I loved that Yamaha. It was electronic, but felt and sounded just like the real deal, and best of all, it never needed tuning.
It moved from Air Force base to Air Force base, to cold New York, and even lost a leg on its way to Florida, but it was a part of every home we made together for almost 14 years. I taught several children to play on that keyboard, including my own, and I knew I'd have to part with it when we left for Guatemala.
I was sad to say good-bye, but thrilled that it was going to be owned by a student of mine who loved to play and would treasure it. When we got to Guatemala, a piano had to take low priority on the list of things to purchase. When you're furnishing an entire house...and by that, I mean the oven, the refrigerator, everything.....a piano is definitely a luxury.
So, we admired a lovely keyboard or two from afar, but never were serious. 
Until Christmas Eve, when my friend Nancy forwarded me an email that a missionary needed to sell an almost-new piano. 
That just so happened to be the same kind I'd seen in the city.
Except nicer. 
And less than half-price.

Oh, and did I mention that some generous people we don't even know well picked that exact day to deposit money in our account, money that added to donations from the day before covered the cost?

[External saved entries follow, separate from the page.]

use ratatui::{prelude::*, widgets::*};
use svckit::session::SessionData;

use super::{colors, panel};
use crate::state::{DashboardState, UploadStatus};

pub fn draw_upload(frame: &mut Frame, area: Rect, state: &DashboardState, session: &SessionData) {
    let rows = Layout::default()
        .direction(Direction::Vertical)
        .constraints([
            Constraint::Length(3),
            Constraint::Length(3),
            Constraint::Min(4),
        ])
        .split(area);

    let intro = Paragraph::new(Line::from(Span::styled(
        "Enter the path of a sales CSV file and press Enter to upload and process it.",
        Style::default().fg(colors::SILVER),
    )))
    .block(panel("UPLOAD SALES DATA"));
    frame.render_widget(intro, rows[0]);

    let cursor = if state.is_uploading() { "" } else { "_" };
    let input = Paragraph::new(Line::from(vec![
        Span::styled("> ", Style::default().fg(colors::GOLD)),
        Span::styled(state.input.as_str(), Style::default().fg(colors::WHITE)),
        Span::styled(cursor, Style::default().fg(colors::GOLD).add_modifier(Modifier::SLOW_BLINK)),
    ]))
    .block(panel("CSV FILE"));
    frame.render_widget(input, rows[1]);

    let mut lines = match &state.upload {
        UploadStatus::Idle => vec![Line::from(Span::styled(
            "Waiting for a file.",
            Style::default().fg(colors::SILVER),
        ))],
        UploadStatus::Uploading(path) => vec![Line::from(Span::styled(
            format!("Uploading and processing {}...", path.display()),
            Style::default().fg(colors::GOLD),
        ))],
        UploadStatus::Done { file_id, rows, features } => vec![
            Line::from(Span::styled(
                format!("Processed {} rows, {} features created.", rows, features),
                Style::default().fg(colors::SUCCESS).bold(),
            )),
            Line::from(Span::styled(
                format!("File id {}", file_id),
                Style::default().fg(colors::WHITE),
            )),
        ],
        UploadStatus::Failed(message) => vec![Line::from(Span::styled(
            message.as_str(),
            Style::default().fg(colors::ERROR).bold(),
        ))],
    };

    if let Some(file_id) = &session.file_id {
        lines.push(Line::from(""));
        lines.push(Line::from(Span::styled(
            format!("Current upload: {} (press Tab to view the forecast)", file_id),
            Style::default().fg(colors::SILVER),
        )));
    }

    frame.render_widget(
        Paragraph::new(lines)
            .block(panel("STATUS"))
            .wrap(Wrap { trim: true }),
        rows[2],
    );
}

Steve didn't even blink. He and my dad jumped in the car (while Mom, Mel and I were busy making Christmas Eve dinner and getting ready for church). He had to go to 5 (yes, 5!!) ATMs to get the cash (everything is done in cash here...even our rent) to get out the money, and he had to beat anyone else who wanted the piano (is that a good missionary thing to wish for?!)
Well, he did , and I spent part of Christmas Eve playing carols on my new piano. An added gift is the fact that my kids love it and are excited to "relearn" how to play. 
The best part of all was feeling loved and cared for by a personal Father who gave me a gift He knew would mean something so precious to me. I feel very treasured and humbled by His love. Thank You for my gift.